**WORK TO BE COMPLETED:**
Please return every line of the records below that holds the word "only".
··· DATA TO PROCESS
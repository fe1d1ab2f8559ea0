//! fbview — a paginated raster document viewer for the Linux framebuffer.
//!
//! The crate is split along its collaborator seams: [`doc`] renders pages
//! into pixel buffers, [`fb`] pushes pixel rows to the display, and
//! [`viewer`] holds everything in between — the sliding page window, the
//! page-space viewport and the navigation loop.

pub mod config;
pub mod doc;
pub mod fb;
pub mod viewer;
//! The viewer: a single navigation loop over a multi-producer event queue.
//!
//! Producers only synthesize events; every piece of window and viewport
//! state has exactly one writer, the loop below.
//!
//!   keyboard/mouse thread -> Event::Key(byte) ->
//!   SIGCONT watcher       -> Event::Resumed   -> mpsc -> navigation loop
//!
//! Each event is processed to completion (the renderer may block) before
//! the next is read; `recv` is the loop's only suspension point.

pub mod input;
pub mod keymap;
pub mod nav;
pub mod pagestore;
pub mod terminal;
pub mod viewport;

use std::sync::mpsc;
use std::thread;

use anyhow::{Context, Result};
use crossterm::event::{self, Event as TermEvent};
use log::{debug, info, warn};
use nix::sys::signal::{SigSet, Signal};

use crate::config::Config;
use crate::doc::{DocError, Document};
use crate::fb::Display;

use input::{key_event_byte, mouse_event_byte, Decoder};
use keymap::Keymap;
use nav::{NavOptions, Navigator};

/// Everything the navigation loop reacts to.
enum Event {
    Key(u8),
    /// Process continued after a stop; the terminal needs re-setup.
    Resumed,
}

/// Run the viewer until quit.
pub fn run<D: Document>(
    doc: D,
    opener: Box<dyn Fn() -> Result<D, DocError>>,
    label: String,
    display: &mut dyn Display,
    config: &Config,
    start_page: usize,
) -> Result<()> {
    let mut keymap = Keymap::default_bindings();
    keymap
        .apply_overrides(&config.keys)
        .context("invalid [keys] section in config")?;
    let mut decoder = Decoder::new(keymap);

    // Block SIGCONT before any thread exists so the watcher thread's
    // SigSet::wait is the only delivery path.
    let mut sigs = SigSet::empty();
    sigs.add(Signal::SIGCONT);
    sigs.thread_block().context("cannot block SIGCONT")?;

    let mut guard = terminal::RawGuard::enter().context("cannot set up terminal")?;

    let (tx, rx) = mpsc::channel::<Event>();

    // Keyboard + mouse producer. Ends once the consumer hangs up.
    let key_tx = tx.clone();
    thread::spawn(move || {
        loop {
            let ev = match event::read() {
                Ok(ev) => ev,
                Err(e) => {
                    warn!("input: read failed: {e}");
                    break;
                }
            };
            let byte = match ev {
                TermEvent::Key(k) => key_event_byte(&k),
                TermEvent::Mouse(m) => mouse_event_byte(&m),
                _ => None,
            };
            if let Some(b) = byte {
                if key_tx.send(Event::Key(b)).is_err() {
                    break;
                }
            }
        }
        debug!("input: producer exiting");
    });

    // Resume watcher: turns SIGCONT into an ordinary queue event.
    thread::spawn(move || {
        while sigs.wait().is_ok() {
            debug!("signal: SIGCONT");
            if tx.send(Event::Resumed).is_err() {
                break;
            }
        }
    });

    let opts = NavOptions::from(config);
    let mut navigator = Navigator::new(
        doc,
        opener,
        label,
        display.rows(),
        display.cols(),
        opts,
    );
    navigator
        .start(start_page)
        .context("cannot render the first page")?;
    navigator.compose(display).context("cannot draw")?;
    info!("viewer: started at page {}", navigator.current_page());

    while let Ok(ev) = rx.recv() {
        match ev {
            Event::Resumed => {
                guard.setup().context("cannot restore terminal")?;
                navigator.compose(display).context("cannot draw")?;
            }
            Event::Key(byte) => {
                let Some(cmd) = decoder.feed(byte) else {
                    continue;
                };
                debug!("viewer: {:?}", cmd);
                let outcome = navigator
                    .dispatch(&cmd)
                    .context("document rendering failed")?;
                if outcome.quit {
                    break;
                }
                if let Some(msg) = &outcome.status {
                    terminal::draw_status(msg)?;
                }
                if outcome.redraw {
                    navigator.compose(display).context("cannot draw")?;
                }
            }
        }
    }

    guard.cleanup();
    Ok(())
}
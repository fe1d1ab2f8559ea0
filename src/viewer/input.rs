//! Input decoding: raw key bytes to commands.
//!
//! Pure logic, no I/O. A numeric-prefix accumulator collects digits until
//! the next command key consumes them (each command has its own default),
//! and the mark commands hold a one-key prefix state for the mark symbol.

use crossterm::event::{KeyCode, KeyEvent, KeyEventKind, KeyModifiers, MouseEvent, MouseEventKind};

use crate::viewer::keymap::{ctrl, Keymap, Op};

const ESC: u8 = 0x1b;

/// Ceiling for the repeat-count accumulator. No command needs more, and the
/// scroll math downstream multiplies counts into `i32` space.
const MAX_COUNT: u32 = 99_999;

/// A decoded command: the operation, the numeric prefix in effect when it
/// was typed (0 = none typed), and the mark symbol for mark operations.
#[derive(Debug)]
pub struct Command {
    pub op: Op,
    pub count: u32,
    pub arg: Option<char>,
}

impl Command {
    /// The repeat count, or `def` when no prefix was typed.
    pub fn count_or(&self, def: u32) -> u32 {
        if self.count > 0 { self.count } else { def }
    }
}

enum Pending {
    None,
    MarkSymbol(Op),
}

pub struct Decoder {
    keymap: Keymap,
    count: u32,
    pending: Pending,
}

impl Decoder {
    pub fn new(keymap: Keymap) -> Self {
        Self {
            keymap,
            count: 0,
            pending: Pending::None,
        }
    }

    /// Feed one input byte; returns a command once one is complete.
    ///
    /// Digits accumulate, Esc cancels the accumulator, unknown keys are
    /// ignored (the pending count survives them).
    pub fn feed(&mut self, key: u8) -> Option<Command> {
        if let Pending::MarkSymbol(op) = self.pending {
            self.pending = Pending::None;
            return Some(Command {
                op,
                count: 0,
                arg: Some(key as char),
            });
        }

        if key.is_ascii_digit() {
            let digit = (key - b'0') as u32;
            self.count = self
                .count
                .saturating_mul(10)
                .saturating_add(digit)
                .min(MAX_COUNT);
            return None;
        }
        if key == ESC {
            self.count = 0;
            return None;
        }

        let op = self.keymap.lookup(key)?;
        match op {
            Op::SetMark | Op::JumpMark | Op::JumpMarkRow => {
                self.pending = Pending::MarkSymbol(op);
                None
            }
            _ => {
                let count = std::mem::take(&mut self.count);
                Some(Command {
                    op,
                    count,
                    arg: None,
                })
            }
        }
    }
}

/// Reduce a crossterm key event to the single input byte the decoder and
/// keymap work in. Arrow and paging keys are synthesized into their
/// classic key equivalents.
pub fn key_event_byte(ev: &KeyEvent) -> Option<u8> {
    if ev.kind == KeyEventKind::Release {
        return None;
    }
    match ev.code {
        KeyCode::Char(c) if ev.modifiers.contains(KeyModifiers::CONTROL) => {
            c.is_ascii().then(|| ctrl(c.to_ascii_lowercase() as u8))
        }
        KeyCode::Char(c) => c.is_ascii().then_some(c as u8),
        KeyCode::Backspace => Some(0x7f),
        KeyCode::Esc => Some(ESC),
        KeyCode::Enter => Some(b'\r'),
        KeyCode::Up => Some(b'k'),
        KeyCode::Down => Some(b'j'),
        KeyCode::Left => Some(b'h'),
        KeyCode::Right => Some(b'l'),
        KeyCode::PageDown => Some(b' '),
        KeyCode::PageUp => Some(ctrl(b'u')),
        _ => None,
    }
}

/// Synthesize wheel motion into scroll key bytes. The pointing device is
/// just another producer of key events; it never touches viewer state.
pub fn mouse_event_byte(ev: &MouseEvent) -> Option<u8> {
    match ev.kind {
        MouseEventKind::ScrollDown => Some(b'j'),
        MouseEventKind::ScrollUp => Some(b'k'),
        MouseEventKind::ScrollLeft => Some(b'h'),
        MouseEventKind::ScrollRight => Some(b'l'),
        _ => None,
    }
}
······
**ANSWER TO THIS TASK:**
//! Producers only synthesize events; every piece of window and viewport
//! the next is read; `recv` is the loop's only suspension point.
    // SigSet::wait is the only delivery path.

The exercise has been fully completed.